A prominent pediatrician and medical researcher in the Philippines has been indicted for the failed and, in the opinion of many, premature introduction of Dengvaxia, a dengue vaccine that was withdrawn from the Philippine market in 2017 due to safety concerns. Rose Capeding, 63, went on trial for a mass vaccination campaign that went awry.

It was a sensational case in which the researchers who conducted the trials were held liable for side effects.

In February 2019, prosecutors concluded that probable cause exists to indict Capeding and 19 others for “reckless recklessness resulting in murder” because they “facilitated, with undue haste,” the approval of Dengvaxia and its rollout among Filipino schoolchildren.

Capeding, through his family, declined to comment, but his son Juhani Capeding says his mother “could not have imagined” that submitting research to top medical journals could have led “to this point.” Some of Capeding’s colleagues agree. “As a scientist, I feel really disgusted, dismayed, and heartbroken about the whole situation,” says Lulu Bravo, executive director of the Philippine Vaccination Foundation.

In 2019, the Philippines cancelled its authorization for the use of Dengvaxia.

Dengvaxia is a controversial vaccine.

Degngvaxia had been presented in 2015 by Sanofi as the vaccine that would solve the dengue problem, and it seemed like a favor to the Philippine government to be the first in the world to approve it and thus vaccinate children en masse. As of 2018, the vaccine is also approved in the EU.

Dengvaxia consists of an attenuated yellow fever virus that expresses genes from each of the four dengue virus types. The Philippine FDA gave the go-ahead to the vaccine in December 2015, based on research funded by Sanofi Pasteur in which Capeding played an important role. For example, she was the first author of a 2014 paper published in The Lancet detailing a study of more than 10,000 children in five Asian countries that showed Dengvaxia worked and had a good safety profile. In April 2016, the Philippine government launched a $67 million public school vaccination program for dengue fever.

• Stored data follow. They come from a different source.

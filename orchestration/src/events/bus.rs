//! Event bus for session coordination.
//!
//! Pub/sub messaging over a Tokio broadcast channel. Publishing is
//! fire-and-forget: subscribers receive on their own tasks and can never
//! block the publisher. There is no persistence and no replay — a component
//! that needs history must consume and store events itself (the context
//! store exists for exactly that reason).

use std::sync::Arc;

use tokio::sync::broadcast;
use tokio::task::JoinHandle;
use tracing::{debug, warn};

use super::types::SessionEvent;

/// Channel capacity for broadcast.
const CHANNEL_CAPACITY: usize = 512;

/// Error type for event bus operations.
#[derive(Debug, thiserror::Error)]
pub enum EventBusError {
    #[error("Failed to send event: {0}")]
    SendFailed(String),

    #[error("Channel closed")]
    ChannelClosed,
}

/// Result type for event bus operations.
pub type EventBusResult<T> = Result<T, EventBusError>;

/// Shared reference to EventBus.
pub type SharedEventBus = Arc<EventBus>;

/// Broadcast-backed event bus.
pub struct EventBus {
    sender: broadcast::Sender<SessionEvent>,
}

impl EventBus {
    /// Create a new event bus.
    pub fn new() -> Self {
        let (sender, _) = broadcast::channel(CHANNEL_CAPACITY);
        Self { sender }
    }

    /// Create a shared reference to this event bus.
    pub fn shared(self) -> SharedEventBus {
        Arc::new(self)
    }

    /// Publish an event to all current subscribers.
    ///
    /// Delivery order is the publish order for every subscriber. An event
    /// with no receivers is not an error.
    pub fn publish(&self, event: SessionEvent) -> EventBusResult<()> {
        let event_type = event.event_type();
        match self.sender.send(event) {
            Ok(count) => {
                debug!(event_type, receivers = count, "Event published");
                Ok(())
            }
            Err(_) => {
                debug!(event_type, "Event published (no receivers)");
                Ok(())
            }
        }
    }

    /// Subscribe to receive all events.
    pub fn subscribe(&self) -> broadcast::Receiver<SessionEvent> {
        self.sender.subscribe()
    }

    /// Get the number of current subscribers.
    pub fn subscriber_count(&self) -> usize {
        self.sender.receiver_count()
    }
}

impl Default for EventBus {
    fn default() -> Self {
        Self::new()
    }
}

/// Event filter for selective subscription.
#[derive(Debug, Clone, Default)]
pub struct EventFilter {
    /// Filter by agent id.
    pub agent_id: Option<String>,
    /// Filter by exchange id.
    pub exchange_id: Option<String>,
    /// Filter by event types.
    pub event_types: Option<Vec<String>>,
}

impl EventFilter {
    /// Create a new empty filter (matches all events).
    pub fn new() -> Self {
        Self::default()
    }

    /// Filter by agent id.
    pub fn agent(mut self, agent_id: &str) -> Self {
        self.agent_id = Some(agent_id.to_string());
        self
    }

    /// Filter by exchange id.
    pub fn exchange(mut self, exchange_id: &str) -> Self {
        self.exchange_id = Some(exchange_id.to_string());
        self
    }

    /// Filter by event types.
    pub fn types(mut self, event_types: Vec<&str>) -> Self {
        self.event_types = Some(event_types.into_iter().map(String::from).collect());
        self
    }

    /// Check if an event matches this filter.
    pub fn matches(&self, event: &SessionEvent) -> bool {
        if let Some(ref aid) = self.agent_id {
            if event.agent_id() != Some(aid.as_str()) {
                return false;
            }
        }

        if let Some(ref eid) = self.exchange_id {
            if event.exchange_id() != Some(eid.as_str()) {
                return false;
            }
        }

        if let Some(ref types) = self.event_types {
            if !types.iter().any(|t| t == event.event_type()) {
                return false;
            }
        }

        true
    }
}

/// Filtered event receiver that only yields matching events.
pub struct FilteredReceiver {
    receiver: broadcast::Receiver<SessionEvent>,
    filter: EventFilter,
}

impl FilteredReceiver {
    /// Create a new filtered receiver.
    pub fn new(receiver: broadcast::Receiver<SessionEvent>, filter: EventFilter) -> Self {
        Self { receiver, filter }
    }

    /// Receive the next matching event.
    pub async fn recv(&mut self) -> Result<SessionEvent, broadcast::error::RecvError> {
        loop {
            let event = self.receiver.recv().await?;
            if self.filter.matches(&event) {
                return Ok(event);
            }
        }
    }
}

/// Extension trait for subscribing with filters.
pub trait EventBusExt {
    /// Subscribe with a filter.
    fn subscribe_filtered(&self, filter: EventFilter) -> FilteredReceiver;
}

impl EventBusExt for EventBus {
    fn subscribe_filtered(&self, filter: EventFilter) -> FilteredReceiver {
        FilteredReceiver::new(self.subscribe(), filter)
    }
}

impl EventBusExt for SharedEventBus {
    fn subscribe_filtered(&self, filter: EventFilter) -> FilteredReceiver {
        FilteredReceiver::new(self.subscribe(), filter)
    }
}

/// Run a handler for every event on its own task.
///
/// Handler errors are caught and logged here, at the bus boundary — they
/// never reach the publisher or any other subscriber. A lagged receiver is
/// logged and resumes from the oldest retained event.
pub fn spawn_handler<F>(bus: &EventBus, name: &str, mut handler: F) -> JoinHandle<()>
where
    F: FnMut(SessionEvent) -> anyhow::Result<()> + Send + 'static,
{
    let mut receiver = bus.subscribe();
    let name = name.to_string();
    tokio::spawn(async move {
        loop {
            match receiver.recv().await {
                Ok(event) => {
                    let event_type = event.event_type();
                    if let Err(e) = handler(event) {
                        warn!(handler = %name, event_type, "Event handler failed: {:#}", e);
                    }
                }
                Err(broadcast::error::RecvError::Lagged(skipped)) => {
                    warn!(handler = %name, skipped, "Event handler lagged");
                }
                Err(broadcast::error::RecvError::Closed) => break,
            }
        }
    })
}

This alarmed some scientists because the dengue virus is peculiar: A first infection is rarely fatal, but a second one with a different type of virus can lead to much more severe disease because of what is called antibody-dependent enhancement (ADE), in which the immune response to the first virus amplifies the effect of the second type. So the vaccine would not be suitable for mass vaccination but should be seen as a kind of additional treatment for those who have been affected. In contrast, spreading it en masse may expose the possibility of reinfection with much more serious effects.

Scott Halstead, a retired dengue expert who formerly worked at the Uniformed Services University of the Health Sciences in Bethesda, Maryland, argued that dengue vaccines could have the same effect as an initial infection and warned that Dengvaxia should not be given to children never infected with dengue. But a World Health Organization (WHO) panel of vaccine experts concluded in 2016 that dengue fever is safe for children aged 9 and older.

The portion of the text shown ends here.